Con aria paternalistica sostengono che Creatore non dia mai un peso maggiore di quanto una persona possa sopportare”.
Sono velocissimi a dispensare consigli che, oltre a non essere richiesti, spesso sono pure errati, perché, quando si parla di condizioni come quelle di Ariel, non si può tirare ad indovinare, bisogna muoversi con destrezza e attenzione, onde evitare precedenti deleteri che poi dovranno essere estinti con molta fatica e togliendo risorse che potrebbero essere dedicate ad altro.

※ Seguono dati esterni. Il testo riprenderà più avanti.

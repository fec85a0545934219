//! Process-local stores.

use super::{BackendConfig, BackendConfigStore, CredentialsStore, DeviceCredentials, StorageError};
use std::sync::Mutex;

/// In-memory value slot implementing both store contracts.
#[derive(Debug)]
pub struct MemoryStore<T> {
    value: Mutex<Option<T>>,
}

impl<T> Default for MemoryStore<T> {
    fn default() -> Self {
        Self {
            value: Mutex::new(None),
        }
    }
}

impl<T: Clone> MemoryStore<T> {
    /// Create an empty store.
    #[must_use]
    pub fn new() -> Self {
        Self::default()
    }

    /// Create a store already holding `value`.
    #[must_use]
    pub fn with_value(value: T) -> Self {
        Self {
            value: Mutex::new(Some(value)),
        }
    }

    fn get(&self) -> Option<T> {
        self.value.lock().unwrap_or_else(|e| e.into_inner()).clone()
    }

    fn set(&self, value: Option<T>) {
        *self.value.lock().unwrap_or_else(|e| e.into_inner()) = value;
    }
}

impl BackendConfigStore for MemoryStore<BackendConfig> {
    fn load(&self) -> Result<Option<BackendConfig>, StorageError> {
        Ok(self.get().filter(BackendConfig::is_usable))
    }

    fn save(&self, config: &BackendConfig) -> Result<(), StorageError> {
        self.set(Some(config.clone()));
        Ok(())
    }

    fn clear(&self) -> Result<(), StorageError> {
        self.set(None);
        Ok(())
    }
}

impl CredentialsStore for MemoryStore<DeviceCredentials> {
    fn load(&self) -> Result<Option<DeviceCredentials>, StorageError> {
        Ok(self.get().filter(DeviceCredentials::is_usable))
    }

    fn save(&self, credentials: &DeviceCredentials) -> Result<(), StorageError> {
        self.set(Some(credentials.clone()));
        Ok(())
    }

    fn clear(&self) -> Result<(), StorageError> {
        self.set(None);
        Ok(())
    }
}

Ci guardano con fastidio o paura quando la Princess fa le sue stereotipie, ma le lacrime, siano di rabbia o di frustrazione, scendono solo davanti allo sguardo pietoso di chi ci usa come parametro per consolidare la propria convinzione di avere una vita (illusoriamente) perfetta in una casa immacolata e di avere figli che gli piace pensare privi di umani difetti.
Lo so, è facile soffermarsi sulle mancanze di Ariel, più difficile vedere la ragazzina affettuosa che, nonostante tutte le difficoltà, sta sbocciando in una meravigliosa creatura: una tenace rosa di dicembre che nemmeno il freddo e i rovi riescono a piegare.
Lei insegna al mondo che la perfezione non sta in un funzionamento neurotipico, bensì in un abbraccio spontaneo, in una carezza leggera, in un bacio senza schiocco e in due occhi cerulei che guardano alla sostanza delle persone.
Ariel è priva di pregiudizi, accoglie nella sua vita solo chi le trasmette sincero affetto, perché le interessa chi siamo e non ciò che vorremmo che gli altri vedessero di noi.
Dal canto mio, penso che siamo meravigliosi in tutta la nostra imperfezione di esseri umani: se i pregi ci avvicinano all’eccellenza, è la sommatoria dei nostri difetti a renderci unici.